あれから一ヶ月とちょっとが経過した。

 朝夕の挨拶はちゃんとする。移動教室にもみんなで一緒に行く。昼休みも一緒に食べたりしている……みんなで。放課後、たまに遊ぶ……みんなで。
 そうやって普通に話すし、つつき合ったりもする……キスする前みたいに。

でも、なんか避けられてるんだよな……。

 ユミは俺と二人きりになるのをうまいこと避けている気がする。体育の授業でだって、柔軟体操のときに俺と組まなくなった。

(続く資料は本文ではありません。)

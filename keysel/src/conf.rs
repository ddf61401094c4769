/*
 * keysel - configuration module.
 *
 * Copyright 2017 Manos Pitsidianakis
 *
 * This file is part of keysel.
 *
 * keysel is free software: you can redistribute it and/or modify
 * it under the terms of the GNU General Public License as published by
 * the Free Software Foundation, either version 3 of the License, or
 * (at your option) any later version.
 *
 * keysel is distributed in the hope that it will be useful,
 * but WITHOUT ANY WARRANTY; without even the implied warranty of
 * MERCHANTABILITY or FITNESS FOR A PARTICULAR PURPOSE.  See the
 * GNU General Public License for more details.
 *
 * You should have received a copy of the GNU General Public License
 * along with keysel. If not, see <http://www.gnu.org/licenses/>.
 */

//! Configuration logic and `config.toml` interfaces.

extern crate serde;
extern crate toml;
extern crate xdg;

use std::{
    env,
    fs::OpenOptions,
    io::Write,
    os::unix::fs::PermissionsExt,
    path::{Path, PathBuf},
    sync::Arc,
};

use keyselib::{
    crypto::SelectionPolicy, error::*, log, LogLevel, ShellExpandTrait, StderrLogger,
};

pub mod default_values;
use default_values as default_vals;


pub mod pgp;
pub mod terminal;

/// Environment variable holding the configuration file path.
pub const CONFIG_ENV_VAR: &str = "KEYSEL_CONFIG";

#[derive(Clone, Debug, Default, Deserialize, Serialize)]
#[serde(deny_unknown_fields)]
pub struct FileSettings {
    #[serde(default)]
    pub pgp: pgp::PGPSettings,
    #[serde(default)]
    pub terminal: terminal::TerminalSettings,
    #[serde(default)]
    pub log: LogSettings,
}

pub fn get_config_file() -> Result<PathBuf> {
    if let Ok(path) = env::var(CONFIG_ENV_VAR) {
        return Ok(PathBuf::from(path).expand());
    }
    let xdg_dirs = xdg::BaseDirectories::with_prefix("keysel")?;
    xdg_dirs
        .place_config_file("config.toml")
        .chain_err_summary(|| {
            format!(
                "Cannot create configuration directory in {}",
                xdg_dirs.get_config_home().display()
            )
        })
        .chain_err_kind(ErrorKind::Platform)
}

/// Keyring used when neither `--keyring` nor `pgp.keyring` is given.
pub fn get_default_keyring() -> Result<PathBuf> {
    let xdg_dirs = xdg::BaseDirectories::with_prefix("keysel")?;
    xdg_dirs
        .place_data_file("keyring.json")
        .chain_err_summary(|| {
            format!(
                "Cannot create data directory in {}",
                xdg_dirs.get_data_home().display()
            )
        })
        .chain_err_kind(ErrorKind::Platform)
}

impl FileSettings {
    pub const EXAMPLE_CONFIG: &'static str = include_str!("../docs/samples/sample-config.toml");

    /// Load the configuration file. A missing file means default settings.
    pub fn new() -> Result<Self> {
        let config_path = get_config_file()?;
        if !config_path.exists() {
            let path_string = config_path.display().to_string();
            if path_string.is_empty() {
                return Err(Error::new("Given configuration path is empty.")
                    .set_kind(ErrorKind::Configuration));
            }
            return Ok(Self::default());
        }
        Self::validate(config_path)
    }

    /// Validate configuration from `input` string.
    pub fn validate_string(s: &str) -> Result<Self> {
        let _: toml::Table = toml::from_str(s).map_err(|err| {
            Error::new("Config file is invalid TOML")
                .set_source(Some(Arc::new(err)))
                .set_kind(ErrorKind::ValueError)
        })?;

        let s: Self = toml::from_str(s).map_err(|err| {
            Error::new("Input contains errors")
                .set_source(Some(Arc::new(err)))
                .set_kind(ErrorKind::Configuration)
        })?;
        Ok(s)
    }

    /// Validate `path` and print errors.
    pub fn validate(path: PathBuf) -> Result<Self> {
        let s = std::fs::read_to_string(&path)
            .chain_err_summary(|| format!("Could not read configuration file {}", path.display()))?;
        let _: toml::Table = toml::from_str(&s).map_err(|err| {
            Error::new(format!(
                "{}: Config file is invalid TOML; {}",
                path.display(),
                err
            ))
            .set_kind(ErrorKind::ValueError)
        })?;

        let s: Self = toml::from_str(&s).map_err(|err| {
            Error::new(format!("{}: Config file contains errors", path.display()))
                .set_source(Some(Arc::new(err)))
                .set_kind(ErrorKind::Configuration)
        })?;

        Ok(s)
    }
}

#[derive(Clone, Debug)]
pub struct Settings {
    pub pgp: pgp::PGPSettings,
    pub terminal: terminal::TerminalSettings,
    pub log: LogSettings,
    pub _logger: StderrLogger,
}

impl Settings {
    /// Load the configuration file and install the logger.
    pub fn new() -> Result<Self> {
        let fs = FileSettings::new()?;
        Self::from_file_settings(fs)
    }

    pub fn from_file_settings(fs: FileSettings) -> Result<Self> {
        let mut _logger = StderrLogger::new(fs.log.maximum_level);

        if let Some(ref log_path) = fs.log.log_file {
            _logger.change_log_dest(log_path.into())?;
        }
        log::debug!("Loaded settings, logging to {}", _logger.log_dest().display());

        Ok(Self {
            pgp: fs.pgp,
            terminal: fs.terminal,
            log: fs.log,
            _logger,
        })
    }

    pub fn policy(&self) -> SelectionPolicy {
        self.pgp.policy(self.terminal.charset)
    }

    /// The keyring to load: `cli_override`, then `pgp.keyring`, then the
    /// default location.
    pub fn keyring_path(&self, cli_override: Option<&Path>) -> Result<PathBuf> {
        match cli_override.or(self.pgp.keyring.as_deref()) {
            Some(path) => Ok(path.expand()),
            None => get_default_keyring(),
        }
    }
}

mod deserializers {
    use serde::{Deserialize, Deserializer};

    pub(in crate::conf) fn non_empty_opt_string<'de, D, T: std::convert::From<Option<String>>>(
        deserializer: D,
    ) -> std::result::Result<T, D::Error>
    where
        D: Deserializer<'de>,
    {
        let s = <String>::deserialize(deserializer)?;
        if s.is_empty() {
            Ok(None.into())
        } else {
            Ok(Some(s).into())
        }
    }
}

pub fn create_config_file(p: &Path) -> Result<()> {
    let mut file = OpenOptions::new()
        .write(true)
        .create_new(true)
        .open(p)
        .chain_err_summary(|| format!("Cannot create configuration file in {}", p.display()))?;
    file.write_all(FileSettings::EXAMPLE_CONFIG.as_bytes())
        .and_then(|()| file.flush())
        .chain_err_summary(|| format!("Could not write to configuration file {}", p.display()))?;
    println!("Written example configuration to {}", p.display());
    let set_permissions = |file: std::fs::File| -> Result<()> {
        let metadata = file.metadata()?;
        let mut permissions = metadata.permissions();

        permissions.set_mode(0o600); // Read/write for owner only.
        file.set_permissions(permissions)?;
        Ok(())
    };
    if let Err(err) = set_permissions(file) {
        println!(
            "Warning: Could not set permissions of {} to 0o600: {}",
            p.display(),
            err
        );
    }
    Ok(())
}

#[derive(Clone, Debug, Default, Deserialize, Serialize)]
#[serde(deny_unknown_fields)]
pub struct LogSettings {
    #[serde(default, alias = "log-file")]
    pub log_file: Option<PathBuf>,
    #[serde(default, alias = "level", alias = "maximum-level")]
    pub maximum_level: LogLevel,
}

 ふう、とため息をついて、窓際で会話しているユミがいる輪を眺める。
 そろそろ教室移動なんだよな。声、かけに行ってみるか……。

「蓮見、移動教室一緒に行かないか?」

 そう言って椅子から立ち上がりかけた俺に声をかけたのは、同じ「新顔」の三人グループだ。

「ああ……うん」

 なんとなく断り辛くて、俺は誘われた流れのままに教室を出た。
 すると、いきなりの話題。

「蓮見、最近堀内となんかあった? あんまりニコイチにならないよな」

 いきなり急所を付いてくる。まあ、だから声をかけてくれたんだろうけど。

「いや、まあ。みんなで、って感じになってるって言うか」
「けどなんか、なんか蓮見だけ浮いてるっていうか……あ、悪い意味じゃなくてさ」

 核心を突かれて顔色が変わってしまったのだろうか。言ったクラスメートは慌てて取り繕う。

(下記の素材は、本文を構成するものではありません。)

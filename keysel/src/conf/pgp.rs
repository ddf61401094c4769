/*
 * keysel - configuration module.
 *
 * Copyright 2019 Manos Pitsidianakis
 *
 * This file is part of keysel.
 *
 * keysel is free software: you can redistribute it and/or modify
 * it under the terms of the GNU General Public License as published by
 * the Free Software Foundation, either version 3 of the License, or
 * (at your option) any later version.
 *
 * keysel is distributed in the hope that it will be useful,
 * but WITHOUT ANY WARRANTY; without even the implied warranty of
 * MERCHANTABILITY or FITNESS FOR A PARTICULAR PURPOSE.  See the
 * GNU General Public License for more details.
 *
 * You should have received a copy of the GNU General Public License
 * along with keysel. If not, see <http://www.gnu.org/licenses/>.
 */

use std::path::PathBuf;

use keyselib::{
    crypto::{EntryFormat, KeySort, SelectionPolicy, SortMode},
    text::DisplayCharset,
};

use super::default_vals::*;

/// Settings for key selection
#[derive(Clone, Debug, Deserialize, Serialize)]
#[serde(deny_unknown_fields)]
pub struct PGPSettings {
    /// list expired, revoked and disabled keys
    /// Default: false
    #[serde(
        default = "false_val",
        alias = "show-unusable",
        alias = "pgp_show_unusable"
    )]
    pub show_unusable: bool,

    /// one of address, date, keyid, trust
    /// Default: trust
    #[serde(default, alias = "sort-keys")]
    pub sort_keys: SortMode,

    /// Default: false
    #[serde(default = "false_val", alias = "sort-keys-reverse")]
    pub sort_keys_reverse: bool,

    /// refuse unusable keys and ask before using keys with weak validity
    /// Default: true
    #[serde(default = "true_val", alias = "check-trust")]
    pub check_trust: bool,

    /// format of key listing lines
    /// Default: "%4n %t%f %4l/0x%k %-4a %2c %u"
    #[serde(default = "default_entry_format", alias = "entry-format")]
    pub entry_format: String,

    /// show 16 digit key ids
    /// Default: true
    #[serde(default = "true_val", alias = "long-ids")]
    pub long_ids: bool,

    /// report keys whose validity warning was overridden as forced valid
    /// Default: false
    #[serde(default = "false_val", alias = "legacy-override-semantics")]
    pub legacy_override_semantics: bool,

    /// JSON keyring
    /// Default: `$XDG_DATA_HOME/keysel/keyring.json`
    #[serde(default = "none")]
    pub keyring: Option<PathBuf>,
}

impl Default for PGPSettings {
    fn default() -> Self {
        Self {
            show_unusable: false,
            sort_keys: SortMode::default(),
            sort_keys_reverse: false,
            check_trust: true,
            entry_format: default_entry_format(),
            long_ids: true,
            legacy_override_semantics: false,
            keyring: None,
        }
    }
}

impl PGPSettings {
    pub fn policy(&self, charset: DisplayCharset) -> SelectionPolicy {
        SelectionPolicy {
            show_unusable: self.show_unusable,
            sort: KeySort::new(self.sort_keys, self.sort_keys_reverse),
            strict_trust_check: self.check_trust,
            entry_format: EntryFormat::parse(&self.entry_format),
            long_ids: self.long_ids,
            legacy_override_semantics: self.legacy_override_semantics,
            charset,
        }
    }
}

「”上がり”はやっぱ、仲間意識強いじゃん。俺たち新顔とは距離がある。堀内も気分屋っぽいところあるし。でも、周りの奴らは堀内中心って言うか……その中で蓮見だけが新顔だし、最近は上がりに気を遣ってる感じもして……」

 クラスメートは「ごめん、変な言い方として」とすまなそうに言葉を締めくくる。

「……いや、そうだと思う。なんでか、今までユミが俺に構ってたから周りも仲良くしてくれてたとこあると思うし。……なんとなくだけど、ユミもそろそろ俺に飽きてきた感じあるんだよなー」

 ギュン。ググギュン……答えた途端に、胸が捩れに捩れる音がする気がした。

 あー、胸いてぇ。喉が熱い。自分で言って自分で傷ついている。

「……ははっ。なんかこれ、男の会話じゃなくね? 男子校マジックかよ。でもまあ、俺なんかそうやって人に飽きられるモブ陰キャだけど、良かったらこれからも誘ってよ」

 気まずい場と、傷んだ心を収集すべく、早口で言った。頼む、空気よ変わってくれ。
 情けなくも泣きそうになってくる。

「蓮見、なんかごめん! 俺たち、単に新顔同士で蓮見とも仲良くやりたいな、って前からずっと思ってたんだよ。変な感じに言って悪かったな。マジで男子校マジックかも。中学の時、女子がこんな感じだったよな」

 相手も早口で一生懸命だった。本当に俺とうまくやりたいだけなんだ、ってちゃんと伝わってくる。
 そう、悪気なんかない。誰も悪気なんかないんだよ。